From the records below, output exactly the lines running from the line containing "pub fn data_dir()" through the line containing "#[derive(Debug, Clone, PartialEq, Eq)]", and no others.

Collected data entries
※
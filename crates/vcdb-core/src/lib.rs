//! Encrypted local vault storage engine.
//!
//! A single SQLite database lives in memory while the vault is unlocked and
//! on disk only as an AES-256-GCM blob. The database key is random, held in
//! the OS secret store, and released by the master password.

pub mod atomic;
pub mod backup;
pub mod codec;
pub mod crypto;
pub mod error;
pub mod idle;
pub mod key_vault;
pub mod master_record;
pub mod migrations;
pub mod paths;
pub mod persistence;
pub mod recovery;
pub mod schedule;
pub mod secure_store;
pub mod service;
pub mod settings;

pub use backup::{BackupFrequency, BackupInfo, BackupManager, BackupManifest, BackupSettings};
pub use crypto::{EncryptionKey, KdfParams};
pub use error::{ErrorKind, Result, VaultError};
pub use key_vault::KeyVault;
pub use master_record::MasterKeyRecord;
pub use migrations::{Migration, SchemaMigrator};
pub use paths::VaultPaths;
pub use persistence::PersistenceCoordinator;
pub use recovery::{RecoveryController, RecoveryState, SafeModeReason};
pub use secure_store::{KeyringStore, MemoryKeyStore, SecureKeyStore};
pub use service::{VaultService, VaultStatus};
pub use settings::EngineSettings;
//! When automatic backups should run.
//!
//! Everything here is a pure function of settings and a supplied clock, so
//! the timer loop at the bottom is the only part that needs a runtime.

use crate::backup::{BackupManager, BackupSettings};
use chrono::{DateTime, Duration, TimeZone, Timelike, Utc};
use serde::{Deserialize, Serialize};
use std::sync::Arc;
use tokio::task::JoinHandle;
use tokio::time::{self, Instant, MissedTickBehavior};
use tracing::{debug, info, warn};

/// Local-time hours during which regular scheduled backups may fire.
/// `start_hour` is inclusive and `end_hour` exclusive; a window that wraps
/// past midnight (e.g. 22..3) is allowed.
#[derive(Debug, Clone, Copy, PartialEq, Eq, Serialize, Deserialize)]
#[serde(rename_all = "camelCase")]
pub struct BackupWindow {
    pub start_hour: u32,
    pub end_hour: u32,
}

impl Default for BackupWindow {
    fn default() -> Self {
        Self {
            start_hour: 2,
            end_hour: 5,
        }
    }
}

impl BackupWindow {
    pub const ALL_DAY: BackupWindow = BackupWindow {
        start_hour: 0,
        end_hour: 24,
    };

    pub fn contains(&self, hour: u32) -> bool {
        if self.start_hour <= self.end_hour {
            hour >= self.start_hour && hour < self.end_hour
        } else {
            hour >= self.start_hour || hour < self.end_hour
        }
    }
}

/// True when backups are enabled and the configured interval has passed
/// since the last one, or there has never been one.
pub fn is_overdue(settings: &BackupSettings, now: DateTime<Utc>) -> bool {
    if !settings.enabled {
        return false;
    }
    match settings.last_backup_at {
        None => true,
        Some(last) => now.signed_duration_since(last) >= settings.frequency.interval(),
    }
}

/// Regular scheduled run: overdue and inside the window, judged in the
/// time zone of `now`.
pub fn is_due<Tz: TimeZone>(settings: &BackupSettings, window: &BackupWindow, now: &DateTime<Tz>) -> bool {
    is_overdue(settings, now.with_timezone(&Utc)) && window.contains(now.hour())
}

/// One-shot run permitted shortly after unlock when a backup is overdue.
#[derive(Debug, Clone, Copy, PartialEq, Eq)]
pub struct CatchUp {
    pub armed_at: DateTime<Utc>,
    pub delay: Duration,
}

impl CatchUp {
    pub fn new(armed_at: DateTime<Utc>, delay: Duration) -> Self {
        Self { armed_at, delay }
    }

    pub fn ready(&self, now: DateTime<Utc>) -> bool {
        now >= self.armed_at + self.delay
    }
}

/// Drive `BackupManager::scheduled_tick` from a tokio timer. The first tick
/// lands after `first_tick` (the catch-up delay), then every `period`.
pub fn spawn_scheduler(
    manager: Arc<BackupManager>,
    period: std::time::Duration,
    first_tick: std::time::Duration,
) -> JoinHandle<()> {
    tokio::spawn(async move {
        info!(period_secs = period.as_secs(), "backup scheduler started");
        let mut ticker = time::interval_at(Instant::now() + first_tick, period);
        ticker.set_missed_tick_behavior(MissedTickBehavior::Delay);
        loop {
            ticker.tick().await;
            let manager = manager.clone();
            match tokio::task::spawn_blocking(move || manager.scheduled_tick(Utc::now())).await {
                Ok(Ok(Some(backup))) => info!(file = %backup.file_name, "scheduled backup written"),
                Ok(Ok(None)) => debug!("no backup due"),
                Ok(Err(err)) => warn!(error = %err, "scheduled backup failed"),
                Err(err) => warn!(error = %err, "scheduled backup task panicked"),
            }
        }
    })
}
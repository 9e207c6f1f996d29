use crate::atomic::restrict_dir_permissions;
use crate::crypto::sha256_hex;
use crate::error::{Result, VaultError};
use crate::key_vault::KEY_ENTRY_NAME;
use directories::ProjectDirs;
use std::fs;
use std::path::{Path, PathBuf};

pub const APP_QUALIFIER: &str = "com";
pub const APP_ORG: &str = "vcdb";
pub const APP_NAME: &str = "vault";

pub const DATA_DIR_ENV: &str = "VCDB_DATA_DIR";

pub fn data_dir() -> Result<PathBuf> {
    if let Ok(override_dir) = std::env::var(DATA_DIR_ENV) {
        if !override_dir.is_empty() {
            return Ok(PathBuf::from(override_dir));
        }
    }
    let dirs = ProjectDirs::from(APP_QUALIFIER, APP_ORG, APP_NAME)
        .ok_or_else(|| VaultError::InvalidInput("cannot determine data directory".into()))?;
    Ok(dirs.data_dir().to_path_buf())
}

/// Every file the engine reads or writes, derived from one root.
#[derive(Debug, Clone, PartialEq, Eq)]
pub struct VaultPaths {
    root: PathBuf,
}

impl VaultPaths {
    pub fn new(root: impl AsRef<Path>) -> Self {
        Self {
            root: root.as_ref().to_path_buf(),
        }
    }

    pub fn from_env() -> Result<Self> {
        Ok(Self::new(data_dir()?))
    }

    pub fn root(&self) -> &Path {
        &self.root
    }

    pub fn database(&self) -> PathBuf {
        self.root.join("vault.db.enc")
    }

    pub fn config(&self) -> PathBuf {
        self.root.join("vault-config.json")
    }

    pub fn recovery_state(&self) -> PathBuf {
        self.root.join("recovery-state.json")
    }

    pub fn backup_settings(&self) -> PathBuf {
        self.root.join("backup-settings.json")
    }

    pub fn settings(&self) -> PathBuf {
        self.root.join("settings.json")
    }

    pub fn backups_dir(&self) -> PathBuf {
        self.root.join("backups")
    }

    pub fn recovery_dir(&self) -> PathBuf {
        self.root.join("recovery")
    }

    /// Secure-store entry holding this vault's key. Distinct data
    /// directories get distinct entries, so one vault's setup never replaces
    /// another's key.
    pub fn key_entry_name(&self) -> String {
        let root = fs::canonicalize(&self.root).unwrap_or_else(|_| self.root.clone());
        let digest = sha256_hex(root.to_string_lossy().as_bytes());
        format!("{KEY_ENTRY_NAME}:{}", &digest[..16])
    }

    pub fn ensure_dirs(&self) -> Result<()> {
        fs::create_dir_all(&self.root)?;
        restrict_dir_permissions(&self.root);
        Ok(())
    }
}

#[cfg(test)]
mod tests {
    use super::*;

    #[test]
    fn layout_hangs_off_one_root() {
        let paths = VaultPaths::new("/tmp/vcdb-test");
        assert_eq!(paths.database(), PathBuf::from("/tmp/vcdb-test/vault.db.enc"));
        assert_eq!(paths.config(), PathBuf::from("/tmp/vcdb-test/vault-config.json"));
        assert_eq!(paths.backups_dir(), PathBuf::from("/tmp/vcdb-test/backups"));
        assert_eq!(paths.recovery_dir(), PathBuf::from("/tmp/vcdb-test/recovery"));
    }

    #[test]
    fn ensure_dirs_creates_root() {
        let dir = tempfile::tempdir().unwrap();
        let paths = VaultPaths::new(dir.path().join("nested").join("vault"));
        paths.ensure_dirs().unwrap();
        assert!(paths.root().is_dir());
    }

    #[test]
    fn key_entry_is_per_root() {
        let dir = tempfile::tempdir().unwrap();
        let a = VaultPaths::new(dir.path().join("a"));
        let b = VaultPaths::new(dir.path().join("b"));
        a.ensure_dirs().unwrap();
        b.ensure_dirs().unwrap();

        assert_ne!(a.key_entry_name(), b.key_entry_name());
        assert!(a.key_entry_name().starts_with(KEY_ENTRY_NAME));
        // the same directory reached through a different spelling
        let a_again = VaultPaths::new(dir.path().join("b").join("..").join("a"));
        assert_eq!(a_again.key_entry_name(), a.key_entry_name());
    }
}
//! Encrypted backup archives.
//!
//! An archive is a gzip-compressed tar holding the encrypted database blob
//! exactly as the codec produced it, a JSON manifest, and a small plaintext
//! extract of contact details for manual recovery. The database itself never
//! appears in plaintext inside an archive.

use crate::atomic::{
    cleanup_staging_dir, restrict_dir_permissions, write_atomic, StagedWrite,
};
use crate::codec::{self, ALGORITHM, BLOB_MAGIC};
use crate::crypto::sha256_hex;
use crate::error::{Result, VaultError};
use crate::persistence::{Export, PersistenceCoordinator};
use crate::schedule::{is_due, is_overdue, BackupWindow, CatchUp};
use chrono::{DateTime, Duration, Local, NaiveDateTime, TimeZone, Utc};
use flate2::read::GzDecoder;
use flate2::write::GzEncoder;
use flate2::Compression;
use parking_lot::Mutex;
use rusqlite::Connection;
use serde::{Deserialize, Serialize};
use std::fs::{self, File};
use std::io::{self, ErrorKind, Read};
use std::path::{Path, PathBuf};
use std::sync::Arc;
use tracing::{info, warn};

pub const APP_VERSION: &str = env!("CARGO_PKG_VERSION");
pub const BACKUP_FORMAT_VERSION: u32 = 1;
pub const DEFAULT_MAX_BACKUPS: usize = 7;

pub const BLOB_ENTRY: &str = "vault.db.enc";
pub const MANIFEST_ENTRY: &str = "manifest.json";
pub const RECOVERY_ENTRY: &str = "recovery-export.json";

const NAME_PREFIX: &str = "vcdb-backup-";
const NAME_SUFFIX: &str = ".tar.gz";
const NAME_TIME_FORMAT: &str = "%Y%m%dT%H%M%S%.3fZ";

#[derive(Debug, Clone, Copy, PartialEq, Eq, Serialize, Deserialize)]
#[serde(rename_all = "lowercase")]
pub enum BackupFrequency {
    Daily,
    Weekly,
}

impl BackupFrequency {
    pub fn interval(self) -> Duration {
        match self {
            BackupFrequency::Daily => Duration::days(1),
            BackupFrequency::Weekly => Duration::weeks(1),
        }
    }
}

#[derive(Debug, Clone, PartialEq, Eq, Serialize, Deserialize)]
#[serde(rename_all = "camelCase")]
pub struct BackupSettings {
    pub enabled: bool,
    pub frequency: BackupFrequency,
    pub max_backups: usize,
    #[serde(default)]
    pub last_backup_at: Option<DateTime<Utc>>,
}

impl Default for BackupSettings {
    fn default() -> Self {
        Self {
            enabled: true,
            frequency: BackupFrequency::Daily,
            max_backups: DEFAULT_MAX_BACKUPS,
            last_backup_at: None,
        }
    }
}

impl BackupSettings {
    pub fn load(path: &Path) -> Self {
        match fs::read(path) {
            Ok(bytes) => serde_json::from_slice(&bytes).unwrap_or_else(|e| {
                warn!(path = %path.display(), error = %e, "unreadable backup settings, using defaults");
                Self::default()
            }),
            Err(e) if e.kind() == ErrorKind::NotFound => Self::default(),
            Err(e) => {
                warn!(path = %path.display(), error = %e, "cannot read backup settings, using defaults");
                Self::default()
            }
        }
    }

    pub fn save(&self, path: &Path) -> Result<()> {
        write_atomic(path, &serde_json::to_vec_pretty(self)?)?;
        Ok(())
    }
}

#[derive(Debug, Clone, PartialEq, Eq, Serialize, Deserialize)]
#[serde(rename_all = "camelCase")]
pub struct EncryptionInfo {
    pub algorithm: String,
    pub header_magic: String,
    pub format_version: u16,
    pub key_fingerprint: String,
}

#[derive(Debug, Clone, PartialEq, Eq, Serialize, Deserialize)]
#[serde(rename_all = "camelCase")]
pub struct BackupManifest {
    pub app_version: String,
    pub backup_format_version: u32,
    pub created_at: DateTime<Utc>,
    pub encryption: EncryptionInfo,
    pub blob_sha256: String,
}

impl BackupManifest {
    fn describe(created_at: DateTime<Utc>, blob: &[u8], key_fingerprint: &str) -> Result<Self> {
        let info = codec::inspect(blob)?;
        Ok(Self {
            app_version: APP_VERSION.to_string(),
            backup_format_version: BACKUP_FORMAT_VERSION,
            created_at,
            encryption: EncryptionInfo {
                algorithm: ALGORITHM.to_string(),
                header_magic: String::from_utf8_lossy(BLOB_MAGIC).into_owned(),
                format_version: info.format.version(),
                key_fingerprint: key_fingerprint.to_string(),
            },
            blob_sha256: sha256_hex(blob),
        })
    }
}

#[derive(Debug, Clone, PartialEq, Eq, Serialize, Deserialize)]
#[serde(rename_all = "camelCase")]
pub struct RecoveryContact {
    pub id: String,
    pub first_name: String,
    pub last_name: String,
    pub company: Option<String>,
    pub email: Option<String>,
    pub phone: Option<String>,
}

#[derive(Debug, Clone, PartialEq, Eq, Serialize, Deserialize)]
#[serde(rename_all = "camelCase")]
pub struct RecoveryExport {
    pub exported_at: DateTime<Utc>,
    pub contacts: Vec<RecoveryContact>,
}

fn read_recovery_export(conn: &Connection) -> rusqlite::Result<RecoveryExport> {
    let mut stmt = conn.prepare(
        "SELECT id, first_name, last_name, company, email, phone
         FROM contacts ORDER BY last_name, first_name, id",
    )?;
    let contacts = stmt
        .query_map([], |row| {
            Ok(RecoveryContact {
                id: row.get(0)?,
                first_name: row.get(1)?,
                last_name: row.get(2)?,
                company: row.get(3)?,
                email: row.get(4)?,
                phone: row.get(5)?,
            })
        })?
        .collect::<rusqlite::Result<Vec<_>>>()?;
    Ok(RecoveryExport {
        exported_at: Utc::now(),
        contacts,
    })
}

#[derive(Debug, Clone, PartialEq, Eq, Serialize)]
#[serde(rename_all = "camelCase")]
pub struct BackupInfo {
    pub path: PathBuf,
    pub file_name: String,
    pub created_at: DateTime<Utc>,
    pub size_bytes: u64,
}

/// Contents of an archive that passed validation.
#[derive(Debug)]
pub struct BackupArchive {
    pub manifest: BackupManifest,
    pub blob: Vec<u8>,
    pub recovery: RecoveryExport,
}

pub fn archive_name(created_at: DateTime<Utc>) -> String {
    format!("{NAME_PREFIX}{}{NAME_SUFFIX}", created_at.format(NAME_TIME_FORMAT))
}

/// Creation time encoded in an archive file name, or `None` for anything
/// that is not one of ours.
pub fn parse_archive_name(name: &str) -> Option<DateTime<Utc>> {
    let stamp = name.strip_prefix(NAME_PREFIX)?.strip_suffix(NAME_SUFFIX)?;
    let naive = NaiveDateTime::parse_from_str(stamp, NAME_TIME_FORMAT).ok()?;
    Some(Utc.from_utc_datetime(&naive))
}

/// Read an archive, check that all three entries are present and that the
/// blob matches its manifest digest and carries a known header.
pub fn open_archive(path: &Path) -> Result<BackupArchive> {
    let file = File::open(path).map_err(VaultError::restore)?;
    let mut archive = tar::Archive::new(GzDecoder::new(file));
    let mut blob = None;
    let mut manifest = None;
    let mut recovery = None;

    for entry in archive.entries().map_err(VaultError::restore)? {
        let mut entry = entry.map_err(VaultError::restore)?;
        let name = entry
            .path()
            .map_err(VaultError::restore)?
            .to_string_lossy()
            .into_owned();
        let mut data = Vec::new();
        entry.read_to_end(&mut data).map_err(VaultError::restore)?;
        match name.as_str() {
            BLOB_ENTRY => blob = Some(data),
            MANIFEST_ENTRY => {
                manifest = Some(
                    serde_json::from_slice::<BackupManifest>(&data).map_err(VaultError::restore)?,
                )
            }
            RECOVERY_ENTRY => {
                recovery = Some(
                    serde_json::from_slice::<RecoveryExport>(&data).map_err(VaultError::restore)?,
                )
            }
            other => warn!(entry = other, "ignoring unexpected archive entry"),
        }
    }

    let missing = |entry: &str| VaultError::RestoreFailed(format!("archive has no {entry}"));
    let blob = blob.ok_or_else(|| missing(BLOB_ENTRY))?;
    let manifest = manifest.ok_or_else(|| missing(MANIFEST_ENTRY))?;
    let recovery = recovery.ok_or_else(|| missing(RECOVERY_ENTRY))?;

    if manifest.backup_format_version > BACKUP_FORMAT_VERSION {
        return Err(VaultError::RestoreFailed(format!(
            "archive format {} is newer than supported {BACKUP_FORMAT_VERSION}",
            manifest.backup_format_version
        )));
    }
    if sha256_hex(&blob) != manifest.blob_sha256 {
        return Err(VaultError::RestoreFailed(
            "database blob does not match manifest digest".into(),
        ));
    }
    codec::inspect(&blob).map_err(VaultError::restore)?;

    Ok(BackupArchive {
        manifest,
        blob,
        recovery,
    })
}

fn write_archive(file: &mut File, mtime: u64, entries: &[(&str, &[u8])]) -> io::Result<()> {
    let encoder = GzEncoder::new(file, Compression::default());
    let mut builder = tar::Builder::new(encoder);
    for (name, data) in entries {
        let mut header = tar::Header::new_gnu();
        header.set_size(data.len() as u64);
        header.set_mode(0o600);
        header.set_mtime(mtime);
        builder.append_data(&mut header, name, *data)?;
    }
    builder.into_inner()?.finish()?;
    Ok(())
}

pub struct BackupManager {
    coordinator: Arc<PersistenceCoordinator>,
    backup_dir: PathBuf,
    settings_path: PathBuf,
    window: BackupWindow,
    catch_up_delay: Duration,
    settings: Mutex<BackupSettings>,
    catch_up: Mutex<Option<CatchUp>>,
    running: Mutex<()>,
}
※
- [TASK RESULT]
pub fn data_dir() -> Result<PathBuf> {
    if let Ok(override_dir) = std::env::var(DATA_DIR_ENV) {
        if !override_dir.is_empty() {
            return Ok(PathBuf::from(override_dir));
        }
    }
    let dirs = ProjectDirs::from(APP_QUALIFIER, APP_ORG, APP_NAME)
        .ok_or_else(|| VaultError::InvalidInput("cannot determine data directory".into()))?;
    Ok(dirs.data_dir().to_path_buf())
}

/// Every file the engine reads or writes, derived from one root.
#[derive(Debug, Clone, PartialEq, Eq)]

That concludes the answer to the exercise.